We’re just a day short of the one-year anniversary of GDPR and still the majority of UK businesses are in breach of the rules set out in the European Union (EU) law.

According to CybSafe’s research of 250 UK business decision makers, just 57 per cent of organisations believe they are compliant with GDPR. More alarmingly, 56 per cent of respondents admitted that their business had failed to request content to store sensitive data, while 16 per cent had knowingly ignored subject access requests.

The figures make for concerning reading and show the EU’s regulation has failed to truly put the EU population in control of their data.

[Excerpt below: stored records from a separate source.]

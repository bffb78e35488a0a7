//! Reconciliation worker pool scoped to one leadership period.

use std::sync::Arc;
use std::sync::atomic::AtomicUsize;
use std::sync::atomic::Ordering;
use std::time::Duration;

use async_trait::async_trait;
use snafu::Snafu;
use tokio_util::sync::CancellationToken;
use tokio_util::task::TaskTracker;
use tracing::debug;
use tracing::info;
use tracing::warn;

use super::queue::WorkQueue;

/// Failure reconciling a single key.
#[derive(Debug, Snafu)]
#[snafu(display("failed to reconcile '{key}': {message}"))]
pub struct ReconcileError {
    /// The key that failed.
    pub key: String,
    /// What went wrong.
    pub message: String,
}

/// The business logic run by each worker.
#[async_trait]
pub trait Reconciler: Send + Sync + 'static {
    /// Bring the object named by `key` to its desired state.
    ///
    /// `cancel` fires when leadership ends; long reconciles should observe it.
    async fn reconcile(&self, key: &str, cancel: &CancellationToken) -> Result<(), ReconcileError>;
}

/// Starts reconciliation workers against a shared [`WorkQueue`].
#[derive(Clone)]
pub struct ControllerRunner {
    reconciler: Arc<dyn Reconciler>,
    queue: Arc<WorkQueue>,
    requeue_delay: Duration,
    active: Arc<AtomicUsize>,
}

impl ControllerRunner {
    /// Create a runner feeding `queue` into `reconciler`.
    pub fn new(reconciler: Arc<dyn Reconciler>, queue: Arc<WorkQueue>) -> Self {
        Self {
            reconciler,
            queue,
            requeue_delay: Duration::from_secs(1),
            active: Arc::new(AtomicUsize::new(0)),
        }
    }

    /// Count live workers in `counter` instead of a private one.
    pub fn with_active_counter(mut self, counter: Arc<AtomicUsize>) -> Self {
        self.active = counter;
        self
    }

    /// Delay before a failed key is retried.
    pub fn with_requeue_delay(mut self, delay: Duration) -> Self {
        self.requeue_delay = delay;
        self
    }

    /// Spawn `worker_count` workers that run until `parent` (or the returned
    /// handle) is cancelled.
    pub fn start(&self, parent: &CancellationToken, worker_count: u32) -> ControllerHandle {
        let cancel = parent.child_token();
        let tracker = TaskTracker::new();
        let active = self.active.clone();

        info!(worker_count, "starting controller workers");
        for worker_id in 0..worker_count {
            // Count before spawning so `active_workers` is exact as soon as start returns.
            active.fetch_add(1, Ordering::SeqCst);
            let worker = Worker {
                id: worker_id,
                reconciler: self.reconciler.clone(),
                queue: self.queue.clone(),
                requeue_delay: self.requeue_delay,
                cancel: cancel.clone(),
                tracker: tracker.clone(),
                _active: ActiveGuard(active.clone()),
            };
            tracker.spawn(worker.run());
        }

        ControllerHandle {
            worker_count,
            cancel,
            tracker,
            active,
        }
    }
}

/// Live worker pool for one leadership period.
pub struct ControllerHandle {
    worker_count: u32,
    cancel: CancellationToken,
    tracker: TaskTracker,
    active: Arc<AtomicUsize>,
}

impl ControllerHandle {
    /// Number of workers started.
    pub fn worker_count(&self) -> u32 {
        self.worker_count
    }

    /// Workers that have not exited yet.
    pub fn active_workers(&self) -> usize {
        self.active.load(Ordering::SeqCst)
    }

    /// Counter behind [`Self::active_workers`].
    pub fn active_counter(&self) -> Arc<AtomicUsize> {
        self.active.clone()
    }

    /// Cancel every worker and wait until all have exited.
    pub async fn stop(self) {
        self.cancel.cancel();
        self.tracker.close();
        self.tracker.wait().await;
        info!(worker_count = self.worker_count, "controller workers stopped");
    }
}

/// Decrements the active-worker count when a worker exits, even by panic.
struct ActiveGuard(Arc<AtomicUsize>);

impl Drop for ActiveGuard {
    fn drop(&mut self) {
        self.0.fetch_sub(1, Ordering::SeqCst);
    }
}

struct Worker {
    id: u32,
    reconciler: Arc<dyn Reconciler>,
    queue: Arc<WorkQueue>,
    requeue_delay: Duration,
    cancel: CancellationToken,
    tracker: TaskTracker,
    _active: ActiveGuard,
}

impl Worker {
    async fn run(self) {
        debug!(worker = self.id, "worker started");
        while let Some(key) = self.queue.next(&self.cancel).await {
            match self.reconciler.reconcile(&key, &self.cancel).await {
                Ok(()) => debug!(worker = self.id, key = %key, "reconciled"),
                Err(e) => {
                    warn!(worker = self.id, error = %e, retry_in_ms = self.requeue_delay.as_millis() as u64, "reconcile failed");
                    self.requeue_later(key);
                }
            }
        }
        debug!(worker = self.id, "worker exiting");
    }

    /// Re-add `key` after the requeue delay unless the pool stops first.
    fn requeue_later(&self, key: String) {
        let queue = self.queue.clone();
        let cancel = self.cancel.clone();
        let delay = self.requeue_delay;
        self.tracker.spawn(async move {
            tokio::select! {
                _ = cancel.cancelled() => {}
                _ = tokio::time::sleep(delay) => {
                    queue.add(key).await;
                }
            }
        });
    }
}

#[cfg(test)]
mod tests {
    use std::collections::HashMap;

    use tokio::sync::Mutex;

    use super::*;

    #[derive(Default)]
    struct RecordingReconciler {
        seen: Mutex<HashMap<String, u32>>,
        fail_first: Mutex<HashMap<String, bool>>,
    }

    #[async_trait]
    impl Reconciler for RecordingReconciler {
        async fn reconcile(&self, key: &str, _cancel: &CancellationToken) -> Result<(), ReconcileError> {
            *self.seen.lock().await.entry(key.to_string()).or_default() += 1;
            if self.fail_first.lock().await.remove(key).is_some() {
                return Err(ReconcileError {
                    key: key.to_string(),
                    message: "injected".into(),
                });
            }
            Ok(())
        }
    }

    /// Blocks in reconcile until cancelled.
    struct BlockingReconciler;

    #[async_trait]
    impl Reconciler for BlockingReconciler {
        async fn reconcile(&self, _key: &str, cancel: &CancellationToken) -> Result<(), ReconcileError> {
            cancel.cancelled().await;
            Ok(())
        }
    }

    async fn wait_until<F: Fn() -> bool>(check: F) {
        tokio::time::timeout(Duration::from_secs(5), async {
            while !check() {
                tokio::time::sleep(Duration::from_millis(5)).await;
            }
        })
        .await
        .expect("condition not reached");
    }

    #[tokio::test]
    async fn test_workers_drain_queue() {
        let reconciler = Arc::new(RecordingReconciler::default());
        let queue = Arc::new(WorkQueue::new());
        for i in 0..20 {
            queue.add(format!("obj-{i}")).await;
        }

        let runner = ControllerRunner::new(reconciler.clone(), queue.clone());
        let handle = runner.start(&CancellationToken::new(), 4);
        assert_eq!(handle.worker_count(), 4);
        assert_eq!(handle.active_workers(), 4);

        tokio::time::timeout(Duration::from_secs(5), async {
            while reconciler.seen.lock().await.len() < 20 {
                tokio::time::sleep(Duration::from_millis(5)).await;
            }
        })
        .await
        .unwrap();

        handle.stop().await;
        assert!(reconciler.seen.lock().await.values().all(|&n| n == 1));
    }

    #[tokio::test]
    async fn test_stop_waits_for_all_workers() {
        let queue = Arc::new(WorkQueue::new());
        queue.add("a").await;
        queue.add("b").await;

        let runner = ControllerRunner::new(Arc::new(BlockingReconciler), queue);
        let handle = runner.start(&CancellationToken::new(), 3);
        let active = handle.active_counter();

        handle.stop().await;
        assert_eq!(active.load(Ordering::SeqCst), 0);
    }

    #[tokio::test]
    async fn test_parent_cancellation_stops_workers() {
        let parent = CancellationToken::new();
        let runner = ControllerRunner::new(Arc::new(RecordingReconciler::default()), Arc::new(WorkQueue::new()));
        let handle = runner.start(&parent, 2);
        let active = handle.active_counter();

        parent.cancel();
        wait_until(|| active.load(Ordering::SeqCst) == 0).await;
        handle.stop().await;
    }

    #[tokio::test]
    async fn test_failed_key_is_requeued() {
        let reconciler = Arc::new(RecordingReconciler::default());
        reconciler.fail_first.lock().await.insert("flaky".into(), true);
        let queue = Arc::new(WorkQueue::new());
        queue.add("flaky").await;

        let runner =
            ControllerRunner::new(reconciler.clone(), queue).with_requeue_delay(Duration::from_millis(10));
        let handle = runner.start(&CancellationToken::new(), 1);

        tokio::time::timeout(Duration::from_secs(5), async {
            while reconciler.seen.lock().await.get("flaky").copied().unwrap_or(0) < 2 {
                tokio::time::sleep(Duration::from_millis(5)).await;
            }
        })
        .await
        .unwrap();

        handle.stop().await;
    }

    #[tokio::test]
    async fn test_stop_cancels_pending_requeues() {
        let reconciler = Arc::new(RecordingReconciler::default());
        reconciler.fail_first.lock().await.insert("flaky".into(), true);
        let queue = Arc::new(WorkQueue::new());
        queue.add("flaky").await;

        let runner = ControllerRunner::new(reconciler.clone(), queue.clone()).with_requeue_delay(Duration::from_secs(60));
        let handle = runner.start(&CancellationToken::new(), 1);
        tokio::time::timeout(Duration::from_secs(5), async {
            while reconciler.seen.lock().await.is_empty() {
                tokio::time::sleep(Duration::from_millis(5)).await;
            }
        })
        .await
        .unwrap();

        // Would hang for a minute if the requeue timer were not cancellable.
        tokio::time::timeout(Duration::from_secs(1), handle.stop()).await.unwrap();
        assert!(queue.is_empty().await);
    }
}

The research also found that just 39 per cent of businesses view cybersecurity as a high priority within senior management. Meanwhile, only 37 per cent have amended their cybersecurity policies or processes because of the legislation, and a lowly 32 per cent said that cybersecurity training had become a priority.

“GDPR may have benefited consumers by emptying their inboxes of unwanted mail, but in terms of sparking action amongst businesses, it hasn’t been universally impactful,” said Oz Alashe, CEO and founder of CybSafe. “While things have changed for the better in some areas, a large number of organisations are still falling well short of the standards that the legislation has laid out. One whole year on from its introduction, this is disappointing to say the least.

“It’s vital that businesses do take GDPR seriously, and not just because they fear a fine. Enforcing GDPR properly helps businesses protect their reputation and their precious information. The legislation is an opportunity to clean up data, to understand what data needs to be retained, and to reduce the risk of being the victim of a data scandal caused by poor privacy practices.”